_Problem description_
Could you say how many lines in the entries contain the string "super"? Give only that number.

_Supplied information_
--- START ---

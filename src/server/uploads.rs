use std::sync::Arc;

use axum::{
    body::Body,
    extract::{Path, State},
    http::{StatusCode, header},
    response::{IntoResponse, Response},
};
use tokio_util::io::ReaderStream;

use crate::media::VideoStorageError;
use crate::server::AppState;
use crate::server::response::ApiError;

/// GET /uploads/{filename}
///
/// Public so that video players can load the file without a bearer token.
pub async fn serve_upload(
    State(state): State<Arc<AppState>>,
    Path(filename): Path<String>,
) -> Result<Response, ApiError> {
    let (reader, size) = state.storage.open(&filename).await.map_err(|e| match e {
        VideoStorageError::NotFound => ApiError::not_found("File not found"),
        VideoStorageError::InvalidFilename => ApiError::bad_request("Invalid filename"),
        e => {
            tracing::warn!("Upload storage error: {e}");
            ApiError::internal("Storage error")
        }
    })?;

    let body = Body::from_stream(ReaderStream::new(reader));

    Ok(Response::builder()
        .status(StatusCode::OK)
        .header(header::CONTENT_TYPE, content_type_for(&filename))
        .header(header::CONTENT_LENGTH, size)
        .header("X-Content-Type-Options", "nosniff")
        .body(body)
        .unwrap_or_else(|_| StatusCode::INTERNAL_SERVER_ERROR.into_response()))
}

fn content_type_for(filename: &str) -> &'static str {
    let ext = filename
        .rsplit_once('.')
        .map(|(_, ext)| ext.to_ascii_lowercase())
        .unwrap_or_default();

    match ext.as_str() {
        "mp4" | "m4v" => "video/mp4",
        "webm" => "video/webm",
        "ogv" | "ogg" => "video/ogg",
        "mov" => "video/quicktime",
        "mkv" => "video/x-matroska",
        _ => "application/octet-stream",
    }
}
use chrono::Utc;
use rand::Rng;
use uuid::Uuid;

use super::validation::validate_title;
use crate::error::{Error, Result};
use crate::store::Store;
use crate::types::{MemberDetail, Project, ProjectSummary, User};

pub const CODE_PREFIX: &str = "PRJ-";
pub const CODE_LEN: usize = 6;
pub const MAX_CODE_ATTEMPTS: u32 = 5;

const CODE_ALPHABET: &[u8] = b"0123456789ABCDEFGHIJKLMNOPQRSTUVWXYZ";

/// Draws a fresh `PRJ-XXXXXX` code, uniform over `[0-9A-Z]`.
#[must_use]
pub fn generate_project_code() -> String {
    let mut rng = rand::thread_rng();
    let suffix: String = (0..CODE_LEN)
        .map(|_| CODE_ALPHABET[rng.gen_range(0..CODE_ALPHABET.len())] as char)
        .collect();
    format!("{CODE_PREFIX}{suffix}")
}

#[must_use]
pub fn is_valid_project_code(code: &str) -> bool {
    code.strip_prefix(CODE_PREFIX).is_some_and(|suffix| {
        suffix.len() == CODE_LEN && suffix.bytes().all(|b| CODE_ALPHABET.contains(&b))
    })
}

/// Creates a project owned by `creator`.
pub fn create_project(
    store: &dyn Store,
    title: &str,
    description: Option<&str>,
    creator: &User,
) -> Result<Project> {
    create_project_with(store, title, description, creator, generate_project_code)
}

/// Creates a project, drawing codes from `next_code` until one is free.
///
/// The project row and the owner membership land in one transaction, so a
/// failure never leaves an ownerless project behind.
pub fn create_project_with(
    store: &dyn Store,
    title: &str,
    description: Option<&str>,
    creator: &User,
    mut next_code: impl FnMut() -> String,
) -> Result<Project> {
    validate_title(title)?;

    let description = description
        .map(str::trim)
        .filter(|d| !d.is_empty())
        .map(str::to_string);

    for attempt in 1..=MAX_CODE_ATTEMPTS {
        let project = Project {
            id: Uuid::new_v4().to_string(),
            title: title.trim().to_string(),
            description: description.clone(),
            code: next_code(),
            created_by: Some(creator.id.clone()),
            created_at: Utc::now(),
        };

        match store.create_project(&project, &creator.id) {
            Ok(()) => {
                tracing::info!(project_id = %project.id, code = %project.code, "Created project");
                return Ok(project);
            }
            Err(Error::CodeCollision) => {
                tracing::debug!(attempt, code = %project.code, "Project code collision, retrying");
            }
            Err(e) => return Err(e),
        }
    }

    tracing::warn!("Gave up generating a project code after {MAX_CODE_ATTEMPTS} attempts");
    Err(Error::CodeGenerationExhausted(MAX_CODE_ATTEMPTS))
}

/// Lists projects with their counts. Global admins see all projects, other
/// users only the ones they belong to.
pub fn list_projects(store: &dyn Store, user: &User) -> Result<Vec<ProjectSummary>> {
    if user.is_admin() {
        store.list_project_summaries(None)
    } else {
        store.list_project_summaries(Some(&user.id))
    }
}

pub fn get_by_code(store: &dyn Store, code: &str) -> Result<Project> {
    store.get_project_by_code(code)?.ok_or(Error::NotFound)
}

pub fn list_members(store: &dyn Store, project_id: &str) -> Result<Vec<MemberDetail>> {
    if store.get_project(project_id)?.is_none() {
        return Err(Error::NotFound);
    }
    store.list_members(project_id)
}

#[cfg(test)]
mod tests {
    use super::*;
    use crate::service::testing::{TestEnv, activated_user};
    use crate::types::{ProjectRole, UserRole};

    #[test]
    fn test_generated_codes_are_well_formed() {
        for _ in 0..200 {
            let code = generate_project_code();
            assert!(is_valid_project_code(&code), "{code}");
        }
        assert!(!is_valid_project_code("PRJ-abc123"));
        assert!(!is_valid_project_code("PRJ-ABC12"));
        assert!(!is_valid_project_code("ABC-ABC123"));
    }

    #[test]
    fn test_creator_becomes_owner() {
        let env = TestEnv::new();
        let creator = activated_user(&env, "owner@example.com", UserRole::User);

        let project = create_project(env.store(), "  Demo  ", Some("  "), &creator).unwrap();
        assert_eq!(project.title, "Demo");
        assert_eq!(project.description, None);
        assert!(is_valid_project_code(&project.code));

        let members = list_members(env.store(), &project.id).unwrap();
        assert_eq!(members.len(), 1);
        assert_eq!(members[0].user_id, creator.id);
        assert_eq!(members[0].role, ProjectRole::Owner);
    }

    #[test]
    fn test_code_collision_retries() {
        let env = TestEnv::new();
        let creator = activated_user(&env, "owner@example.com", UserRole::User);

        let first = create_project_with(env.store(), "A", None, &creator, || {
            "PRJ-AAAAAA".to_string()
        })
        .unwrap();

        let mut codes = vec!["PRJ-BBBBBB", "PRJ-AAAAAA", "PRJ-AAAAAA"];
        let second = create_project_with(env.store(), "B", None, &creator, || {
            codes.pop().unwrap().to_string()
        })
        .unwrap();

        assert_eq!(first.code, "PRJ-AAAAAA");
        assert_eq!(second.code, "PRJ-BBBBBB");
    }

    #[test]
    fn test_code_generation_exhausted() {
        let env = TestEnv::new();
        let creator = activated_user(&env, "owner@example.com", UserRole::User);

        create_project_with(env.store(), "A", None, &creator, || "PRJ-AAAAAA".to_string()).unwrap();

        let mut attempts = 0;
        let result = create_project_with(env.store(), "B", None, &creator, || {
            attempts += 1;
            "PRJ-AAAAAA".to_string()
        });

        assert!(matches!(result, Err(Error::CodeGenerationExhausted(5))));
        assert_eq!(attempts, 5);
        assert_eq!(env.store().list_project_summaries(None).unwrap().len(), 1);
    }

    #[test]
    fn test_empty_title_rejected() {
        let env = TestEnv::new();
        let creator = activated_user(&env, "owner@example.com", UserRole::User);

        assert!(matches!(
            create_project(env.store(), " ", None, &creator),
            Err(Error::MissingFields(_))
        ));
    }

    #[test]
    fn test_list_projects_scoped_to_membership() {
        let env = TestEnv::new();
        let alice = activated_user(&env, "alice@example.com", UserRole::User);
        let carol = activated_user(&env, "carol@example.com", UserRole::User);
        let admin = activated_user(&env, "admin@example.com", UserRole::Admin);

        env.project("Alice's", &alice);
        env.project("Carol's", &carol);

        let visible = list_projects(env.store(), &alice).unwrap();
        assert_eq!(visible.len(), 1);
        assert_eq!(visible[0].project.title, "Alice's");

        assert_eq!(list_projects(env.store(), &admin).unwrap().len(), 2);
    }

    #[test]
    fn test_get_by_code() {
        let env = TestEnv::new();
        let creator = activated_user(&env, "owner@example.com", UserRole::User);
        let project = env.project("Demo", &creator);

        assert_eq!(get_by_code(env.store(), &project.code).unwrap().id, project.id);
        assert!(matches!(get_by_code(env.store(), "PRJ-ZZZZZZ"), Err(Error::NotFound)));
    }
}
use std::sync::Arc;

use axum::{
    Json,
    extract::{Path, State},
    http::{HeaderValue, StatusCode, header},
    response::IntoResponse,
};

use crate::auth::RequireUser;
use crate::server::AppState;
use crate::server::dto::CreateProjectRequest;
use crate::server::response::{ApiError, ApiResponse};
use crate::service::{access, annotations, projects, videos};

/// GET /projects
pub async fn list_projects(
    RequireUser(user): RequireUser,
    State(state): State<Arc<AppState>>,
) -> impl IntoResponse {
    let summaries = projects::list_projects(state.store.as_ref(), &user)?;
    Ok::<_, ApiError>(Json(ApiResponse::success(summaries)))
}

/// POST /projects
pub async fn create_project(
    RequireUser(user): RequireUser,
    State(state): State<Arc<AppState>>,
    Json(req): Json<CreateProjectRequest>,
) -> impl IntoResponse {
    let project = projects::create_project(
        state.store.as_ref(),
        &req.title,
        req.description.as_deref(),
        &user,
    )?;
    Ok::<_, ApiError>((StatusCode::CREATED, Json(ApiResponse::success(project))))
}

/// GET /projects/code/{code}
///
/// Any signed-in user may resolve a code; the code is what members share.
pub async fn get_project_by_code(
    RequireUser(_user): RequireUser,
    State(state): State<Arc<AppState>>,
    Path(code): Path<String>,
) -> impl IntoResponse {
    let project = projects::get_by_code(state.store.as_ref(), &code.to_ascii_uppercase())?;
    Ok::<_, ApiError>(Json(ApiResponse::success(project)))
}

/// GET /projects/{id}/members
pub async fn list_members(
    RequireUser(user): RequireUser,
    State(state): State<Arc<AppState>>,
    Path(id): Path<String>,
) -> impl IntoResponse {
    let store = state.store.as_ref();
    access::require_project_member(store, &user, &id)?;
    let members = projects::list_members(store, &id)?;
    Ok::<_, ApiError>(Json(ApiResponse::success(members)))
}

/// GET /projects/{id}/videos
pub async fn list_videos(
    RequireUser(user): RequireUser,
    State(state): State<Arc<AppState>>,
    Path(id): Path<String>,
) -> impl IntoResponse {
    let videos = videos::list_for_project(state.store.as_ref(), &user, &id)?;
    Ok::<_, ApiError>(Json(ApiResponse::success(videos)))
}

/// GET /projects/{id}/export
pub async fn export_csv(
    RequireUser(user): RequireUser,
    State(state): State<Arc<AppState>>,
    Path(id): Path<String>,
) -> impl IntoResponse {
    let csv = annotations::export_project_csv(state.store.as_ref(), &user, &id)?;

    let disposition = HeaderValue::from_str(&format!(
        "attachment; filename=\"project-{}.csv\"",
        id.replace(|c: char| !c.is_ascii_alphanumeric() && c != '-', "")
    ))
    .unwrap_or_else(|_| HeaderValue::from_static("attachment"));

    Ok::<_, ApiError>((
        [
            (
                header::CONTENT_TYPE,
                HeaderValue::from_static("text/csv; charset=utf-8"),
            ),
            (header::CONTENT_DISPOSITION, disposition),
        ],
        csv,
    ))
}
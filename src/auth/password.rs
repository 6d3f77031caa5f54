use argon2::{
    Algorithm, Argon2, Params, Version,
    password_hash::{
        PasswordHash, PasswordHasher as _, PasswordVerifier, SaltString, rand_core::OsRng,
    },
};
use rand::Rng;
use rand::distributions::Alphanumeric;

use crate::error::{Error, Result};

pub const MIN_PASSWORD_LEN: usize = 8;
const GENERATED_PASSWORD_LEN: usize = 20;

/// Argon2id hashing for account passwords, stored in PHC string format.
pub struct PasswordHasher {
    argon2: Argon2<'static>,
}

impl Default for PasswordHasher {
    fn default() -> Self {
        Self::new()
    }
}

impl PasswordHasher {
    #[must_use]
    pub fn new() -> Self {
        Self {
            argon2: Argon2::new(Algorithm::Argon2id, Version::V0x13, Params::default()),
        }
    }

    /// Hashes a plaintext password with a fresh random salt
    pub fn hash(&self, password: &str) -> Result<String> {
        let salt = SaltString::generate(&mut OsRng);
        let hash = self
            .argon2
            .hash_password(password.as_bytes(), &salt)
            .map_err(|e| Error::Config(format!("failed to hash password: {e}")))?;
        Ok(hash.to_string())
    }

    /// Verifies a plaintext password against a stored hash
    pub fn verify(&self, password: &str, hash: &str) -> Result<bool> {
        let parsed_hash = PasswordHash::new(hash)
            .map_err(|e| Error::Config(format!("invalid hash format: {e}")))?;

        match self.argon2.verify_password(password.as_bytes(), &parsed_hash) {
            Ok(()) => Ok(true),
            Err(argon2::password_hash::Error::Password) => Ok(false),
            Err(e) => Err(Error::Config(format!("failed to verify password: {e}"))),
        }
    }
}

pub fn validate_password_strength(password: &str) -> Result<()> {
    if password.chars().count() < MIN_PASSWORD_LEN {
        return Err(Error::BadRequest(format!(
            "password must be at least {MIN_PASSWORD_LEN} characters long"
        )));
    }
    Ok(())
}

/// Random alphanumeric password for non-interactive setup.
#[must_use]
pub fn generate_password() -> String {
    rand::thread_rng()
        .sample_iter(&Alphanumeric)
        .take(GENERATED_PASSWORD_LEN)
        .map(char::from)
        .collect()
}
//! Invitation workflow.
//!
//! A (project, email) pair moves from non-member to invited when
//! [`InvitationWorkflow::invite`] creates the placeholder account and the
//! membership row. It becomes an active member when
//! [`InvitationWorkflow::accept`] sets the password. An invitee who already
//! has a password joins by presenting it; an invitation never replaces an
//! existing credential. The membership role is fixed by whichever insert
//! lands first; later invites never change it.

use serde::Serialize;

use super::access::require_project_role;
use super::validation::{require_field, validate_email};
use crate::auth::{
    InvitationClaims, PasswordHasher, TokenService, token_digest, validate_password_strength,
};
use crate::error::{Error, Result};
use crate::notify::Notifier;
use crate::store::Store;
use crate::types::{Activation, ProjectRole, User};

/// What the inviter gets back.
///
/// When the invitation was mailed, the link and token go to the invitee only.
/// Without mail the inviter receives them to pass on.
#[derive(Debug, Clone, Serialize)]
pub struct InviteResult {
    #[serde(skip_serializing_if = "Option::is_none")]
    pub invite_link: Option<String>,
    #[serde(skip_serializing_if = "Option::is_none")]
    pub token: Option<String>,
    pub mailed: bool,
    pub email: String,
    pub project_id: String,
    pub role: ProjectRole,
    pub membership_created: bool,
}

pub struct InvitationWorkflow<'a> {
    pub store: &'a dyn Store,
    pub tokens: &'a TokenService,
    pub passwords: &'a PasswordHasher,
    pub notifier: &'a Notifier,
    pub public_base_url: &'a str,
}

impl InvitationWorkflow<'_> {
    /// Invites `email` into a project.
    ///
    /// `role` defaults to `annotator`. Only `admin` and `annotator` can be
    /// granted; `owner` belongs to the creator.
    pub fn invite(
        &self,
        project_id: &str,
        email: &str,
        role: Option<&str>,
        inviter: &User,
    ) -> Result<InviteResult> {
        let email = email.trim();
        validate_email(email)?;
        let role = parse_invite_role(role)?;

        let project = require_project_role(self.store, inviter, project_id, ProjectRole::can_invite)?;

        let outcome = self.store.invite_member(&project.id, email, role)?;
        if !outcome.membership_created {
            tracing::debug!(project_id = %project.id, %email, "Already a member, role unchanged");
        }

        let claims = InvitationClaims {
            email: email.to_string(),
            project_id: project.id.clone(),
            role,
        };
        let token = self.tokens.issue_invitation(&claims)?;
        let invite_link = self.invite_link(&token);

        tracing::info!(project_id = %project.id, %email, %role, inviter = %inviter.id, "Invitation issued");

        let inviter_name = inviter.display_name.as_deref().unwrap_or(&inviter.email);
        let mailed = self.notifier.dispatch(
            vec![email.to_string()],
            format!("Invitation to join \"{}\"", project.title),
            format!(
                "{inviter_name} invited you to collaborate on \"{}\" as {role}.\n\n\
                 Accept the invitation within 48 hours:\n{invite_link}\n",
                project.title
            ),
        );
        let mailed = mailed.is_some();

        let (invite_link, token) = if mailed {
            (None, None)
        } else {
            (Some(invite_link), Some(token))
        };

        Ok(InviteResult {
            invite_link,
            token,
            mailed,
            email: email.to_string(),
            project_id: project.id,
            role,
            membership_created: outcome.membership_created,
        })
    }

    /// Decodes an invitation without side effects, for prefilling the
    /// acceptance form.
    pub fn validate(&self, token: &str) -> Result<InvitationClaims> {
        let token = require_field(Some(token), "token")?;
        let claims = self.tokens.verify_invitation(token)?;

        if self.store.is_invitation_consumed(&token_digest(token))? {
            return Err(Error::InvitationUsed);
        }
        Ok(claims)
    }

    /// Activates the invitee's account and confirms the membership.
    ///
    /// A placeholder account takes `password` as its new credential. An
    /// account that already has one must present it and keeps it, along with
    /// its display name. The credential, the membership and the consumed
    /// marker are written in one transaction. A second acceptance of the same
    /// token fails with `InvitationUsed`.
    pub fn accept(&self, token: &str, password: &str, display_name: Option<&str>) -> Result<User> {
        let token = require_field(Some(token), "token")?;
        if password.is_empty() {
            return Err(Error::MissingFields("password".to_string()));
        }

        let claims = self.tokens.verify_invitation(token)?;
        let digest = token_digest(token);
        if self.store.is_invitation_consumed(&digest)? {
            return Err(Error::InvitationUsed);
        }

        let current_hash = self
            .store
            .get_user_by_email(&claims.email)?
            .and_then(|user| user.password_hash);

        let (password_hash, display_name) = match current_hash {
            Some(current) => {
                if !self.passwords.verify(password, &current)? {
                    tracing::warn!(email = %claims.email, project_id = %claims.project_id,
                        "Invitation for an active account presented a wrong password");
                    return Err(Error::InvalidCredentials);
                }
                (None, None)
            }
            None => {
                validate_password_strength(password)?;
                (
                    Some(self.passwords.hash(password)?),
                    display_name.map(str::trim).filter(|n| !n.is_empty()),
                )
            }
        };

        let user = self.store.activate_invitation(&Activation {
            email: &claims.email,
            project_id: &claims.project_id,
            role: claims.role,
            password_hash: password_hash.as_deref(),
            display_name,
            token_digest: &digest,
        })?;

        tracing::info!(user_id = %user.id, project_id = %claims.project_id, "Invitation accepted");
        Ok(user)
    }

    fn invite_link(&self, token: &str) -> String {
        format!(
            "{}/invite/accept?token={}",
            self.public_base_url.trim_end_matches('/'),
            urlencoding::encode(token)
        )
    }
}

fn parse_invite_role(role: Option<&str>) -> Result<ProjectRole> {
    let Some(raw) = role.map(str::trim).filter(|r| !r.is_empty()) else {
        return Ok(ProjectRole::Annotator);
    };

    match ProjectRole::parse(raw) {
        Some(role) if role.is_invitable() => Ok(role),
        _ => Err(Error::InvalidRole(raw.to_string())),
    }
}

--- END ---

_Result of this task_
4